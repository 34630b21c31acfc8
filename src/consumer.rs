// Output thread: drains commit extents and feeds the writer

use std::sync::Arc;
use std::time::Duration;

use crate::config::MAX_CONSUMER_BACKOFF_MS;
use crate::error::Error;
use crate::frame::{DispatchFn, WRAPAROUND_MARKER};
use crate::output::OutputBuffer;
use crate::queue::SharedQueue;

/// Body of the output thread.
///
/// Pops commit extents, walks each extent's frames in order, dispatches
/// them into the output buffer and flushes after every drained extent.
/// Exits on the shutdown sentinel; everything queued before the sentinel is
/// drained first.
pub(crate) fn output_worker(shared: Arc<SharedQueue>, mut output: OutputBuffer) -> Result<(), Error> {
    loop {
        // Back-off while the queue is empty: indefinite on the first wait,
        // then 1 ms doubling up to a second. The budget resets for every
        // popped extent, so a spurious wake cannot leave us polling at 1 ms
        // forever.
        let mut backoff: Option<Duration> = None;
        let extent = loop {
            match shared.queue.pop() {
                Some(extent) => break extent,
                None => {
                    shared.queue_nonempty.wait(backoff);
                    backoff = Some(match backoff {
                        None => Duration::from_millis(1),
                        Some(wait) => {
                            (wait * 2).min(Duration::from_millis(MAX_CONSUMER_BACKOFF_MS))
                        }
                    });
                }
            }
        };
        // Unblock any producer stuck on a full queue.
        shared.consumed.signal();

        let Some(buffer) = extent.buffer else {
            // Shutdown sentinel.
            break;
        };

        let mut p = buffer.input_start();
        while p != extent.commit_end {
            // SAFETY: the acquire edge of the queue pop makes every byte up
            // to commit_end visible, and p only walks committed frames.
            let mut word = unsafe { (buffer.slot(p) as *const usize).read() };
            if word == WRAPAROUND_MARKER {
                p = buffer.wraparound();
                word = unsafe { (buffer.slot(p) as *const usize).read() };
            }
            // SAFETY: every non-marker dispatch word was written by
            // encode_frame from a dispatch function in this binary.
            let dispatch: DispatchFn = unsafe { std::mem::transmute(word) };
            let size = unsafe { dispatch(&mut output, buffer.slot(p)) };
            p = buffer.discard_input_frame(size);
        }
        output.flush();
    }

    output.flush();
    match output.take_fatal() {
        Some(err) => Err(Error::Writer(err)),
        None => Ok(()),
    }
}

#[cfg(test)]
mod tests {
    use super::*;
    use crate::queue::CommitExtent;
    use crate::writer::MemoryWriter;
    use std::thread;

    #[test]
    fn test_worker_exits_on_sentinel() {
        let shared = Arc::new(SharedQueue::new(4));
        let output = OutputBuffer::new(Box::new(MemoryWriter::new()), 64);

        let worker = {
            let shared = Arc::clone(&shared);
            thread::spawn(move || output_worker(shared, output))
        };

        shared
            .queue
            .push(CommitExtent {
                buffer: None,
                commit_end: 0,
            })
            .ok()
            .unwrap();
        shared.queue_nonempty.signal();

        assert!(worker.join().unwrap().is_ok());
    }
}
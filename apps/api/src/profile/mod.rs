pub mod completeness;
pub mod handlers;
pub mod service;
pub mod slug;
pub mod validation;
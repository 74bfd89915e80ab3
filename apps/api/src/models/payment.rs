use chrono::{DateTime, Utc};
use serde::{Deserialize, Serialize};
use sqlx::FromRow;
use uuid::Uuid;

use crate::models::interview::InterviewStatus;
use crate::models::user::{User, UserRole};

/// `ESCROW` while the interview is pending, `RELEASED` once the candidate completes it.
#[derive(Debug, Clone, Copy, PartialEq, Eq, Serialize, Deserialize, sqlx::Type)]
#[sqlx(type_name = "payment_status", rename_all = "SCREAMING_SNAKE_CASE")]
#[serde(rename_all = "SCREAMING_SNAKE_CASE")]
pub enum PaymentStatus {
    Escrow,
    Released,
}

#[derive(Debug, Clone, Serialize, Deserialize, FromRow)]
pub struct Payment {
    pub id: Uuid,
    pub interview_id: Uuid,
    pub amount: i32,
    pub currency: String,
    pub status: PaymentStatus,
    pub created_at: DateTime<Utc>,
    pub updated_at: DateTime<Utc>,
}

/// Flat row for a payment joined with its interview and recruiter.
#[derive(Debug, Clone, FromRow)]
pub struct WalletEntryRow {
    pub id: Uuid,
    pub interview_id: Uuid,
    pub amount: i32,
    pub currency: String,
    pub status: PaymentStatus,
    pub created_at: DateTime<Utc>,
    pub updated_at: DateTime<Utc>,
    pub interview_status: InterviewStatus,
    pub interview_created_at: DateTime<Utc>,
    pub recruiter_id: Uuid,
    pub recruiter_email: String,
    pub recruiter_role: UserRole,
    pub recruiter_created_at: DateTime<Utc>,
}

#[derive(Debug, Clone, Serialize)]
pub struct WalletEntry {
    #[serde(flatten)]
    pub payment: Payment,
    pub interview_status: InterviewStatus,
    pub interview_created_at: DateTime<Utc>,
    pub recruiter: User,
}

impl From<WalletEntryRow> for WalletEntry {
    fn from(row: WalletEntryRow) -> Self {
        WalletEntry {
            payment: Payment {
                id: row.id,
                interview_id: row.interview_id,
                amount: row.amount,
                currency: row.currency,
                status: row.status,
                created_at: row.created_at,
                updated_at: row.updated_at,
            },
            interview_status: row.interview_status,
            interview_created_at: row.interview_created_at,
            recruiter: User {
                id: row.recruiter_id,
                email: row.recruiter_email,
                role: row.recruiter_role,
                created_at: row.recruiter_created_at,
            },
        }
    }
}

Exercise objective — In the data above, find the line that contains "use crate::error::Error;", then reproduce exactly every line from the first line through that line.

Written response —
repository 34630b21c31acfc8
filename src/consumer.rs
// Output thread: drains commit extents and feeds the writer

use std::sync::Arc;
use std::time::Duration;

use crate::config::MAX_CONSUMER_BACKOFF_MS;
use crate::error::Error;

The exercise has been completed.